Copy word for word, please, the lines of the entries below running from the one containing "mod raster;" to the one containing "let options = RunOptions::from_env();", both ends included.

(AVAILABLE RECORDS begins)

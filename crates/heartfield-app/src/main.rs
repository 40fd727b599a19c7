use tracing::info;
use tracing_subscriber::{EnvFilter, FmtSubscriber};

mod headless;
mod raster;
mod runner;
mod script;

use runner::{run_headless, RunOptions};

fn main() {
    // Init logging
    let subscriber = FmtSubscriber::builder()
        .with_env_filter(EnvFilter::try_from_default_env().unwrap_or_else(|_| EnvFilter::new("info")))
        .finish();
    let _ = tracing::subscriber::set_global_default(subscriber);

    info!("Heartfield starting");
    let options = RunOptions::from_env();
    match run_headless(&options) {
        Ok(summary) => match serde_json::to_string_pretty(&summary) {
            Ok(json) => println!("{json}"),
            Err(e) => eprintln!("Heartfield error: {e}"),
        },
        Err(e) => eprintln!("Heartfield error: {e}"),
    }
}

(AVAILABLE RECORDS ends)

SOLUTION TO THIS PROBLEM.
mod raster;
mod runner;
mod script;

use runner::{run_headless, RunOptions};

fn main() {
    // Init logging
    let subscriber = FmtSubscriber::builder()
        .with_env_filter(EnvFilter::try_from_default_env().unwrap_or_else(|_| EnvFilter::new("info")))
        .finish();
    let _ = tracing::subscriber::set_global_default(subscriber);

    info!("Heartfield starting");
    let options = RunOptions::from_env();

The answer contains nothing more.